The serious question posed by this case, however, is whether the District Judge also had legal and constitutional authority to vacate the perfectly legal sentence on Count 2 and increase it from one to ten years. As to this question appellee cites no authority, other than Bozza v. United States, 330 U.S. 160, 67 S.Ct. 645, 91 L.Ed. 818 (1947), where the error in sentence was discovered and corrected the same day and the increase ill sentence amounted to adding a statutorily required fine of $100.

We do not deal in this case with a clerical error or an error corrected the same day. It is also clear that in this case the judge in administering the original sentence on Counts 2 and 3 made no mistake in confusing the counts or in failing to have accurately in mind the count upon which he thought the most severe sentence was warranted.
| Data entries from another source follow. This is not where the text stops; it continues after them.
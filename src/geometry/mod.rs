//! Reference path geometry
//!
//! Pipeline: SVG path data → kurbo segments → arc-length index → checkpoints

pub mod path;
pub mod sampler;

pub use path::ReferencePath;
pub use sampler::{ArcLengthIndex, GeometrySampler};
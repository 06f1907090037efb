//! Geometry sampler
//!
//! Places checkpoints along a reference path at equal arc-length intervals.
//! Each segment is measured with kurbo's arc-length solver; a position at
//! arc length `s` is found by locating its segment and inverting there.

use crate::config::TracingConfig;
use crate::geometry::path::ReferencePath;
use crate::tracer::types::{Checkpoint, CheckpointSet};
use crate::types::Point;
use kurbo::{ParamCurve, ParamCurveArclen, PathSeg};
use tracing::{debug, warn};

/// Below this total length a path is treated as a single point
const DEGENERATE_LENGTH: f64 = 1e-9;

#[derive(Debug, Clone)]
struct MeasuredSegment {
    /// Arc length at the start of this segment
    offset: f64,
    length: f64,
    segment: PathSeg,
}

/// Arc-length parametrization of a whole reference path
#[derive(Debug, Clone)]
pub struct ArcLengthIndex {
    segments: Vec<MeasuredSegment>,
    total: f64,
    origin: Point,
    accuracy: f64,
}

impl ArcLengthIndex {
    pub fn new(path: &ReferencePath, accuracy: f64) -> Self {
        let mut segments = Vec::new();
        let mut total = 0.0;

        for segment in path.segments() {
            let length = segment.arclen(accuracy);
            segments.push(MeasuredSegment {
                offset: total,
                length,
                segment,
            });
            total += length;
        }

        Self {
            segments,
            total,
            origin: path.start_point(),
            accuracy,
        }
    }

    pub fn total_length(&self) -> f64 {
        self.total
    }

    /// Point at arc length `s`, clamped to the path
    pub fn point_at_length(&self, s: f64) -> Point {
        let s = s.clamp(0.0, self.total);
        // Zero-length segments never own a position
        let found = self
            .segments
            .iter()
            .find(|m| m.length > 0.0 && s <= m.offset + m.length)
            .or_else(|| self.segments.iter().rev().find(|m| m.length > 0.0));
        match found {
            Some(m) => {
                let local = (s - m.offset).clamp(0.0, m.length);
                let t = m.segment.inv_arclen(local, self.accuracy);
                Point::from(m.segment.eval(t))
            }
            None => self.origin,
        }
    }
}

/// Converts a reference path into a checkpoint set in canvas space
#[derive(Debug, Clone)]
pub struct GeometrySampler {
    config: TracingConfig,
}

impl Default for GeometrySampler {
    fn default() -> Self {
        Self::new(TracingConfig::default())
    }
}

impl GeometrySampler {
    pub fn new(config: TracingConfig) -> Self {
        Self { config }
    }

    /// Number of checkpoint intervals for a path of arc length `length`
    pub fn interval_count(&self, length: f64) -> usize {
        let by_spacing = (length / self.config.checkpoint_spacing).floor() as usize;
        by_spacing.max(self.config.min_checkpoints)
    }

    /// Sample checkpoints for a canvas of side `canvas_size`.
    ///
    /// Produces `interval_count + 1` checkpoints from start to end, all
    /// unvisited. A zero-length path yields a single checkpoint at its only
    /// point instead of failing.
    pub fn sample(&self, path: &ReferencePath, canvas_size: f64) -> CheckpointSet {
        let scale = canvas_size / path.extent();
        let table = ArcLengthIndex::new(path, self.config.arclen_accuracy);
        let length = table.total_length();

        if length <= DEGENERATE_LENGTH {
            warn!(path = path.data(), "degenerate reference path, using single checkpoint");
            let only = Checkpoint::new(path.start_point().scaled(scale));
            return CheckpointSet::new(vec![only], scale);
        }

        let intervals = self.interval_count(length);
        let checkpoints: Vec<Checkpoint> = (0..=intervals)
            .map(|i| {
                let s = (i as f64 / intervals as f64) * length;
                Checkpoint::new(table.point_at_length(s).scaled(scale))
            })
            .collect();

        debug!(
            length,
            checkpoints = checkpoints.len(),
            scale,
            "sampled reference path"
        );
        CheckpointSet::new(checkpoints, scale)
    }
}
At the original sentencing on January 21, 1965, the District Judge said:

“THE COURT: * * * The third count was the bad one. That was the scheme whereby this money was taken back and forth everyday. On that count he is sentenced to 10 years.
“On the four other counts he will be sentenced to one year, all four of which will run concurrently with the 10 on Count III. * * * ”

Thus it is clear to us that where an illegal (and correctable!) sentence was administered on Count 3, a perfectly legal sentence, entirely in accord with the judge’s intention, was administered on Count 2.
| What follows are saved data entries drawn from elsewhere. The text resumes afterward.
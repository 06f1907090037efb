//! Progress history
//!
//! This module keeps a rolling window of activity scores for the parent view
//! and derives the learning-journey status of each support tier.

use crate::types::DifficultyTier;
use chrono::{DateTime, Utc};
use serde::{Deserialize, Serialize};
use std::collections::VecDeque;

/// Default history window in records
pub const DEFAULT_HISTORY_WINDOW: usize = 30;

/// Average above which the insight suggests harder content
pub const LEVEL_UP_AVERAGE: f64 = 80.0;

#[derive(Debug, Clone, Copy, PartialEq, Eq, Hash, Serialize, Deserialize)]
#[serde(rename_all = "snake_case")]
pub enum ActivityKind {
    Tracing,
    Reading,
    Spelling,
    Memory,
}

/// One finished activity
#[derive(Debug, Clone, PartialEq, Serialize, Deserialize)]
pub struct ProgressRecord {
    pub recorded_at: DateTime<Utc>,
    pub activity: ActivityKind,
    pub score: u8,
    /// Free-form description, e.g. the level label
    pub details: String,
}

impl ProgressRecord {
    pub fn new(activity: ActivityKind, score: u8, details: impl Into<String>) -> Self {
        Self {
            recorded_at: Utc::now(),
            activity,
            score: score.min(100),
            details: details.into(),
        }
    }

    pub fn at(mut self, recorded_at: DateTime<Utc>) -> Self {
        self.recorded_at = recorded_at;
        self
    }
}

/// Suggestion shown next to the history
#[derive(Debug, Clone, Copy, PartialEq, Eq, Serialize, Deserialize)]
#[serde(rename_all = "snake_case")]
pub enum Insight {
    /// Average is high enough to try harder content
    IncreaseDifficulty,
    KeepPracticing,
}

impl Insight {
    pub fn message(&self) -> &'static str {
        match self {
            Insight::IncreaseDifficulty => "Excellent performance! Consider increasing difficulty.",
            Insight::KeepPracticing => "Keep practicing to improve accuracy.",
        }
    }
}

/// Rolling store of progress records
#[derive(Debug, Clone, PartialEq, Serialize, Deserialize)]
pub struct ProgressStore {
    records: VecDeque<ProgressRecord>,
    window_size: usize,
}

impl Default for ProgressStore {
    fn default() -> Self {
        Self::new(DEFAULT_HISTORY_WINDOW)
    }
}

impl ProgressStore {
    pub fn new(window_size: usize) -> Self {
        Self {
            records: VecDeque::with_capacity(window_size),
            window_size: window_size.max(1),
        }
    }

    pub fn push(&mut self, record: ProgressRecord) {
        self.records.push_back(record);
        while self.records.len() > self.window_size {
            self.records.pop_front();
        }
    }

    pub fn len(&self) -> usize {
        self.records.len()
    }

    pub fn is_empty(&self) -> bool {
        self.records.is_empty()
    }

    /// Oldest first
    pub fn records(&self) -> impl Iterator<Item = &ProgressRecord> {
        self.records.iter()
    }

    /// Rounded mean score, `None` when empty
    pub fn average_score(&self) -> Option<u8> {
        if self.records.is_empty() {
            return None;
        }
        let sum: u32 = self.records.iter().map(|r| u32::from(r.score)).sum();
        Some((sum as f64 / self.records.len() as f64).round() as u8)
    }

    /// Last `n` records, newest first
    pub fn recent(&self, n: usize) -> Vec<&ProgressRecord> {
        self.records.iter().rev().take(n).collect()
    }

    /// Scores of the last `n` records, oldest first (the weekly chart)
    pub fn trend(&self, n: usize) -> Vec<u8> {
        let skip = self.records.len().saturating_sub(n);
        self.records.iter().skip(skip).map(|r| r.score).collect()
    }

    pub fn insight(&self) -> Option<Insight> {
        self.average_score().map(|avg| {
            if f64::from(avg) > LEVEL_UP_AVERAGE {
                Insight::IncreaseDifficulty
            } else {
                Insight::KeepPracticing
            }
        })
    }

    pub fn clear(&mut self) {
        self.records.clear();
    }

    /// Load a store from JSON
    pub fn from_json(json: &str) -> Result<Self, serde_json::Error> {
        serde_json::from_str(json)
    }

    pub fn to_json(&self) -> Result<String, serde_json::Error> {
        serde_json::to_string(self)
    }
}

#[derive(Debug, Clone, Copy, PartialEq, Eq, Serialize, Deserialize)]
#[serde(rename_all = "snake_case")]
pub enum JourneyStatus {
    Completed,
    Current,
    Locked,
}

/// Every tier on the learning journey, highest support first, with its
/// status relative to the assigned tier
pub fn journey(current: DifficultyTier) -> Vec<(DifficultyTier, JourneyStatus)> {
    let current_index = current.journey_index();
    DifficultyTier::ALL
        .into_iter()
        .map(|tier| {
            let status = match tier.journey_index().cmp(&current_index) {
                std::cmp::Ordering::Less => JourneyStatus::Completed,
                std::cmp::Ordering::Equal => JourneyStatus::Current,
                std::cmp::Ordering::Greater => JourneyStatus::Locked,
            };
            (tier, status)
        })
        .collect()
}

#[cfg(test)]
mod tests {
    use super::*;
    use pretty_assertions::assert_eq;

    fn record(score: u8) -> ProgressRecord {
        ProgressRecord::new(ActivityKind::Tracing, score, "Lines")
    }

    #[test]
    fn test_window_rolling() {
        let mut store = ProgressStore::new(3);
        for score in [60, 70, 80, 90, 100] {
            store.push(record(score));
        }
        assert_eq!(store.len(), 3);
        assert_eq!(store.trend(10), vec![80, 90, 100]);
        assert_eq!(store.average_score(), Some(90));
    }

    #[test]
    fn test_recent_is_newest_first() {
        let mut store = ProgressStore::default();
        for score in [65, 70, 60, 82, 90] {
            store.push(record(score));
        }
        let recent: Vec<u8> = store.recent(2).iter().map(|r| r.score).collect();
        assert_eq!(recent, vec![90, 82]);
        assert_eq!(store.trend(3), vec![60, 82, 90]);
    }

    #[test]
    fn test_insight_threshold() {
        let mut store = ProgressStore::default();
        assert_eq!(store.insight(), None);

        store.push(record(80));
        assert_eq!(store.insight(), Some(Insight::KeepPracticing));

        store.push(record(84));
        // avg 82
        assert_eq!(store.insight(), Some(Insight::IncreaseDifficulty));
    }

    #[test]
    fn test_score_is_capped() {
        assert_eq!(record(140).score, 100);
    }

    #[test]
    fn test_serialization() {
        let mut store = ProgressStore::new(7);
        store.push(ProgressRecord::new(ActivityKind::Memory, 90, "Numbers"));
        let json = store.to_json().unwrap();
        let loaded = ProgressStore::from_json(&json).unwrap();
        assert_eq!(loaded, store);
    }

    #[test]
    fn test_journey_status() {
        let statuses: Vec<JourneyStatus> = journey(DifficultyTier::Moderate)
            .into_iter()
            .map(|(_, status)| status)
            .collect();
        assert_eq!(
            statuses,
            vec![
                JourneyStatus::Completed,
                JourneyStatus::Completed,
                JourneyStatus::Current,
                JourneyStatus::Locked,
            ]
        );
        assert_eq!(journey(DifficultyTier::Profound)[0].1, JourneyStatus::Current);
    }
}
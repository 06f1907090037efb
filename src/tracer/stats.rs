//! Live tracing statistics
//!
//! Counts every processed sample and refreshes the rounded live figures on a
//! fixed cadence. The figures are derived purely from the counters and the
//! checkpoint set, so they can be recomputed at any time.

use crate::tracer::types::{CheckpointSet, LiveStats, TraceAttemptState};

#[derive(Debug, Clone, PartialEq)]
pub struct StatsAggregator {
    state: TraceAttemptState,
    live: LiveStats,
    refresh_interval: u64,
}

impl StatsAggregator {
    pub fn new(refresh_interval: u64) -> Self {
        Self {
            state: TraceAttemptState::default(),
            live: LiveStats::default(),
            refresh_interval: refresh_interval.max(1),
        }
    }

    pub fn state(&self) -> &TraceAttemptState {
        &self.state
    }

    /// Last published live figures
    pub fn live(&self) -> LiveStats {
        self.live
    }

    /// Count one sample. Returns fresh live figures on every Nth sample.
    pub fn record(&mut self, in_corridor: bool, checkpoints: &CheckpointSet) -> Option<LiveStats> {
        self.state.record(in_corridor);
        if self.state.total_samples % self.refresh_interval == 0 {
            self.live = self.snapshot(checkpoints);
            Some(self.live)
        } else {
            None
        }
    }

    /// Derive live figures from the current counters
    pub fn snapshot(&self, checkpoints: &CheckpointSet) -> LiveStats {
        let precision = if self.state.total_samples == 0 {
            LiveStats::default().precision
        } else {
            self.state.precision_pct().round() as u32
        };
        LiveStats {
            precision,
            progress: checkpoints.progress_pct().round() as u32,
            errors: self.state.error_count,
        }
    }

    pub fn reset(&mut self) {
        self.state.reset();
        self.live = LiveStats::default();
    }
}
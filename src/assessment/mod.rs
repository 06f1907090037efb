//! Adaptive assessment engine
//!
//! Eight skill tasks turn raw trials into task scores; the battery runs them
//! in order and the policy maps the average to a support tier.
//!
//! Pipeline: AssessmentTrial → TaskEngine → TaskScore × 8 → policy → DifficultyTier

pub mod battery;
pub mod memory;
pub mod policy;
pub mod stimuli;
pub mod tasks;
pub mod types;

pub use battery::{AssessmentBattery, BatteryProgress};
pub use memory::{MemoryPhase, MemorySpanTask, RevealTicket, RevealTimer};
pub use policy::{assign_tier, average_score, tier_for_average};
pub use tasks::{
    AccuracyTask, GatedLatencyTask, LatencyTask, SequencingTask, TaskEngine, TaskScorer,
    TrialEffect,
};
pub use types::{AssessmentSummary, AssessmentTrial, TaskId, TaskScore, TaskScores};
When the defendant was removed to the federal penitentiary and started to serve his sentence, he was in jeopardy in the constitutional sense. Cisson v. United States, 37 F.2d 330 (C.A.4, 1930). Thereafter, it is clear to this court that the prohibition of the Fifth Amendment against double jeopardy prevented his being recalled for vacation of the legal sentence and the administration of a more severe one. Ex parte Lange, 85 U.S. (18 Wall.) 163, 21 L.Ed. 872 (1873); Wilson V. Bell, 137 F.2d 716 (C.A.6, 1943); Duggins v. United States, 240 F.2d 479 (C.A.6, 1957). See also Rowley v. Welch, 72 App.D.C. 351, 114 F.2d 499 (1940).

In Lange the United States Supreme Court said:

“It is the punishment that would legally follow the second conviction which is the real danger guarded against by the Constitution. But if, after judgment has been rendered on the conviction, and the sentence of that judgment executed on the criminal, he can be again sentenced on that conviction to another and different punishment, or to endure the same punishment a second time, is the constitutional restriction of any value ? Is not its intent and its spirit in such a case as much violated as if a new trial had been had, and on a second conviction a second punishment inflicted?
“The argument seems to us irresistible, and we do not doubt that the Constitution was designed as much to prevent the criminal from being twice punished for the same offense as from being twice tried for it.” Ex parte Lange, supra at 173.

In the present status of this case, there is no legal sentence which exceeds one year. If, as appears likely from the record before us, the prisoner has now served a full year, he has completed his legal sentence and must now be discharged.

Reversed and remanded for further proceedings consistent with this opinion.